Received-SPF: pass (google.com: domain of linux-kernel-owner@vger.kernel.org designates 2620:137:e000::1:20 as permitted sender) client-ip=2620:137:e000::1:20;
MIME-Version: 1.0
References: <20221022111403.531902164@infradead.org> <20221022114424.515572025@infradead.org>
 <2c800ed1-d17a-def4-39e1-09281ee78d05@nvidia.com> <Y1ZGNwUEdm15W6Xz@hirez.programming.kicks-ass.net>
 <CAG48ez3fG=WnvbiE5mJaD66_gJj_hohnV8CqBG9eNdjd7pJW3A@mail.gmail.com> <CAHk-=wjoGnHVVp5pcb69C6HtnJ_avqQo_b5NK-X9bgoDDw_XbA@mail.gmail.com>
In-Reply-To: <CAHk-=wjoGnHVVp5pcb69C6HtnJ_avqQo_b5NK-X9bgoDDw_XbA@mail.gmail.com>
From:   Jann Horn <jannh@google.com>
Date:   Mon, 24 Oct 2022 22:23:51 +0200
Message-ID: <CAG48ez3KMuM2aLpc8SvGiqZvv1KFc7E2DBZ4CLzxQeFhrMN_-w@mail.gmail.com>
Subject: Re: [PATCH 01/13] mm: Update ptep_get_lockless()s comment
To:     Linus Torvalds <torvalds@linux-foundation.org>
Cc:     Peter Zijlstra <peterz@infradead.org>,
        John Hubbard <jhubbard@nvidia.com>, x86@kernel.org,
        willy@infradead.org, akpm@linux-foundation.org,
        linux-kernel@vger.kernel.org, linux-mm@kvack.org,
        aarcange@redhat.com, kirill.shutemov@linux.intel.com,
        jroedel@suse.de, ubizjak@gmail.com
Content-Type: text/plain; charset="UTF-8"
Precedence: bulk

On Mon, Oct 24, 2022 at 10:19 PM Linus Torvalds
<torvalds@linux-foundation.org> wrote:
>
> On Mon, Oct 24, 2022 at 12:58 PM Jann Horn <jannh@google.com> wrote:
> >
> > Unless I'm completely misunderstanding what's going on here, the whole
> > "remove_table" thing only happens when you "remove a table", meaning
> > you free an entire *pagetable*. Just zapping PTEs doesn't trigger that
> > logic.
>
> I do have to admit that I'd be happier if this code - and the GUP code
> that also relies on "interrupts off" behavior - would just use a
> sequence counter instead.
>
> Relying on blocking IPI's is clever, but also clearly very subtle and
> somewhat dangerous.
>
> I think our GUP code is a *lot* more important than some "legacy
> x86-32 has problems in case you have an incredibly unlikely race that
> re-populates the page table with a different page that just happens to
> be exactly the same MOD-4GB", so honestly, I don't think the
> load-tearing is even worth worrying about - if you have hardware that
> is good enough at virtualizing things, it's almost certainly already
> 64-bit, and running 32-bit virtual machines with PAE you really only
> have yourself to blame.
>
> So I can't find it in myself to care about the 32-bit tearing thing,
> but this discussion makes me worried about Fast GUP.
>
> Note that even with proper atomic
>
>                 pte_t pte = ptep_get_lockless(ptep);
>
> in gup_pte_range(), and even if the page tables are RCU-free'd, that
> just means that the 'ptep' access itself is safe.
>
> But then you have the whole "the lookup of the page pointer is not
> atomic" wrt that.

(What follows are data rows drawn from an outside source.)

//! Response body parsing
//!
//! This module turns raw response bodies into typed pages:
//! - Search result pages (`{"results": [...], "num_pages": N}`)
//! - Dockerfile detail pages (`{"contents": "..."}`)
//!
//! and cleans Dockerfile text into the plain form stored in the index.

use crate::storage::ImageRecord;
use serde::Deserialize;

/// Longest named or numeric entity (including `&` and `;`) considered for decoding
const MAX_ENTITY_LEN: usize = 40;

/// One page of search results
#[derive(Debug, Clone, Deserialize)]
pub struct SearchResultsPage {
    pub results: Vec<SearchResult>,

    /// Total number of result pages for the query
    #[serde(default, rename = "num_pages", alias = "total_pages", alias = "totalPages")]
    pub num_pages: u32,

    #[serde(default)]
    pub num_results: Option<u64>,

    #[serde(default)]
    pub query: Option<String>,
}

/// One search hit
#[derive(Debug, Clone, Deserialize)]
pub struct SearchResult {
    #[serde(alias = "Name")]
    pub name: String,

    #[serde(default, alias = "Description")]
    pub description: Option<String>,

    #[serde(default, alias = "IsOfficial")]
    pub is_official: bool,

    #[serde(default, alias = "IsTrusted", alias = "is_automated")]
    pub is_trusted: bool,

    #[serde(default, alias = "StarCount")]
    pub star_count: i64,
}

impl From<SearchResult> for ImageRecord {
    fn from(result: SearchResult) -> Self {
        ImageRecord {
            name: result.name,
            description: result.description.unwrap_or_default(),
            is_official: result.is_official,
            is_trusted: result.is_trusted,
            star_count: result.star_count,
        }
    }
}

/// Dockerfile detail page
#[derive(Debug, Clone, Deserialize)]
pub struct DockerfilePage {
    #[serde(default)]
    pub contents: Option<String>,
}

/// Parses a search results body
pub fn parse_search_page(body: &[u8]) -> Result<SearchResultsPage, serde_json::Error> {
    serde_json::from_slice(body)
}

/// Parses a Dockerfile detail body
pub fn parse_dockerfile_page(body: &[u8]) -> Result<DockerfilePage, serde_json::Error> {
    serde_json::from_slice(body)
}

/// Converts decorated Dockerfile text into the plain text stored in the index
///
/// HTML entities are decoded and surrounding whitespace is trimmed.
///
/// # Example
///
/// ```
/// use hub_indexer::crawler::clean_dockerfile;
///
/// assert_eq!(clean_dockerfile("  RUN a &amp;&amp; b\n"), "RUN a && b");
/// ```
pub fn clean_dockerfile(raw: &str) -> String {
    decode_entities(raw).trim().to_string()
}

/// Decodes HTML entities, leaving anything that is not a valid entity verbatim
///
/// Dockerfiles routinely contain bare `&&`, which a strict decoder rejects; in
/// that case entities are decoded one at a time.
pub fn decode_entities(text: &str) -> String {
    if let Ok(decoded) = htmlescape::decode_html(text) {
        return decoded;
    }

    let mut out = String::with_capacity(text.len());
    let mut rest = text;

    while let Some(amp) = rest.find('&') {
        out.push_str(&rest[..amp]);
        let tail = &rest[amp..];

        let semicolon = tail[1..]
            .char_indices()
            .take_while(|(i, c)| *i < MAX_ENTITY_LEN && !c.is_whitespace() && *c != '&')
            .find(|(_, c)| *c == ';')
            .map(|(i, _)| i + 1);

        match semicolon.and_then(|end| {
            htmlescape::decode_html(&tail[..=end])
                .ok()
                .map(|decoded| (decoded, end))
        }) {
            Some((decoded, end)) => {
                out.push_str(&decoded);
                rest = &tail[end + 1..];
            }
            None => {
                out.push('&');
                rest = &tail[1..];
            }
        }
    }

    out.push_str(rest);
    out
}

#[cfg(test)]
mod tests {
    use super::*;

    #[test]
    fn test_parse_search_page() {
        let body = br#"{
            "query": "ffmpeg",
            "num_pages": 3,
            "num_results": 25,
            "page_size": 10,
            "results": [
                {"name": "bfirsh/ffmpeg", "description": "ffmpeg in a box",
                 "is_official": false, "is_trusted": true, "star_count": 12},
                {"name": "jrottenberg/ffmpeg", "description": null}
            ]
        }"#;

        let page = parse_search_page(body).unwrap();
        assert_eq!(page.num_pages, 3);
        assert_eq!(page.num_results, Some(25));
        assert_eq!(page.results.len(), 2);

        let first: ImageRecord = page.results[0].clone().into();
        assert_eq!(first.name, "bfirsh/ffmpeg");
        assert_eq!(first.description, "ffmpeg in a box");
        assert!(first.is_trusted);
        assert_eq!(first.star_count, 12);

        let second: ImageRecord = page.results[1].clone().into();
        assert_eq!(second.description, "");
        assert!(!second.is_official);
    }

    #[test]
    fn test_parse_search_page_accepts_capitalised_fields() {
        let body = br#"{"results": [{"Name": "bfirsh/ffmpeg", "Description": "x"}], "totalPages": 2}"#;
        let page = parse_search_page(body).unwrap();
        assert_eq!(page.num_pages, 2);
        assert_eq!(page.results[0].name, "bfirsh/ffmpeg");
        assert_eq!(page.results[0].description.as_deref(), Some("x"));
    }

    #[test]
    fn test_parse_search_page_rejects_mismatched_schema() {
        assert!(parse_search_page(b"not json").is_err());
        assert!(parse_search_page(br#"{"detail": "Not found"}"#).is_err());
        assert!(parse_search_page(br#"{"results": [{"description": "no name"}]}"#).is_err());
    }

    #[test]
    fn test_parse_dockerfile_page() {
        let page = parse_dockerfile_page(br#"{"contents": "FROM ubuntu"}"#).unwrap();
        assert_eq!(page.contents.as_deref(), Some("FROM ubuntu"));

        let page = parse_dockerfile_page(br#"{"contents": null}"#).unwrap();
        assert_eq!(page.contents, None);

        assert!(parse_dockerfile_page(b"<html>").is_err());
    }

    #[test]
    fn test_clean_dockerfile_decodes_and_trims() {
        assert_eq!(clean_dockerfile("  FROM&nbsp;ubuntu\n"), "FROM\u{a0}ubuntu");
        assert_eq!(
            clean_dockerfile("RUN echo &quot;hi&quot; &gt; /tmp/x\n"),
            "RUN echo \"hi\" > /tmp/x"
        );
        assert_eq!(clean_dockerfile("\n\t  \n"), "");
    }

    #[test]
    fn test_decode_entities_keeps_bare_ampersands() {
        assert_eq!(
            decode_entities("RUN a && b &amp;&amp; c"),
            "RUN a && b && c"
        );
        assert_eq!(decode_entities("x &bogus; y &lt;"), "x &bogus; y <");
        assert_eq!(decode_entities("trailing &"), "trailing &");
        assert_eq!(decode_entities("&#65;&#x42; & C"), "AB & C");
    }
}
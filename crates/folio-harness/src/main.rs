#![forbid(unsafe_code)]

//! Scenario replay runner.
//!
//! Replays a JSONL scenario against the stock synthetic portfolio and prints
//! the final [`folio_harness::PageSnapshot`] as JSON.
//!
//! # Running
//!
//! ```sh
//! FOLIO_HARNESS_SCENARIO=tour.jsonl cargo run -p folio-harness
//! ```
//!
//! - `FOLIO_HARNESS_SCENARIO`: scenario path (required).
//! - `FOLIO_HARNESS_CONFIG`: path to a JSON options object (optional).
//! - `FOLIO_HARNESS_EXPECT`: path to a snapshot JSON; exit code 2 on mismatch.
//! - `RUST_LOG`: log filter, e.g. `folio_core=debug`. Logs go to stderr.

use std::io;

use folio_core::PageConfig;
use folio_harness::logging::init_cli_logging;
use folio_harness::{PageSnapshot, parse_jsonl, portfolio, replay};

fn invalid(message: String) -> io::Error {
    io::Error::new(io::ErrorKind::InvalidInput, message)
}

fn main() -> io::Result<()> {
    init_cli_logging();

    let scenario_path = std::env::var("FOLIO_HARNESS_SCENARIO")
        .map_err(|_| invalid("FOLIO_HARNESS_SCENARIO must be set".into()))?;
    let events = parse_jsonl(&std::fs::read_to_string(&scenario_path)?)
        .map_err(|e| invalid(format!("{scenario_path}: {e}")))?;

    let config = match std::env::var("FOLIO_HARNESS_CONFIG") {
        Ok(path) => PageConfig::from_json(&std::fs::read_to_string(&path)?)
            .map_err(|e| invalid(format!("{path}: {e}")))?,
        Err(_) => PageConfig::default(),
    };

    let (page, _) = portfolio();
    let snapshot = replay(page, config, &events).map_err(|e| invalid(e.to_string()))?;
    let json = serde_json::to_string_pretty(&snapshot).map_err(|e| invalid(e.to_string()))?;
    println!("{json}");

    if let Ok(expect_path) = std::env::var("FOLIO_HARNESS_EXPECT") {
        let expected: PageSnapshot = serde_json::from_str(&std::fs::read_to_string(&expect_path)?)
            .map_err(|e| invalid(format!("{expect_path}: {e}")))?;
        if expected != snapshot {
            eprintln!("snapshot mismatch against {expect_path}");
            std::process::exit(2);
        }
        eprintln!("replay OK: events={}", events.len());
    }
    Ok(())
}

And right now that GUP code does rely on the "block
> IPI" to make it basically valid.
>
> I don't think it matters if GUP races with munmap or madvise() or
> something like that - if you get the old page, that's still a valid
> page, and the user only has himself to blame.
>
> But if we have memory pressure that causes vmscan to push out a page,
> and it gets replaced with a new page, and GUP gets the old page with
> no serialization, that sounds like a possible source of data
> inconsistency.
>
> I don't know if this can happen, but the whole "interrupts disabled
> doesn't actually block IPI's and synchronize with TLB flushes" really
> sounds like it would affect GUP too. And be much more serious there
> than on some x86-32 platform that nobody should be using anyway.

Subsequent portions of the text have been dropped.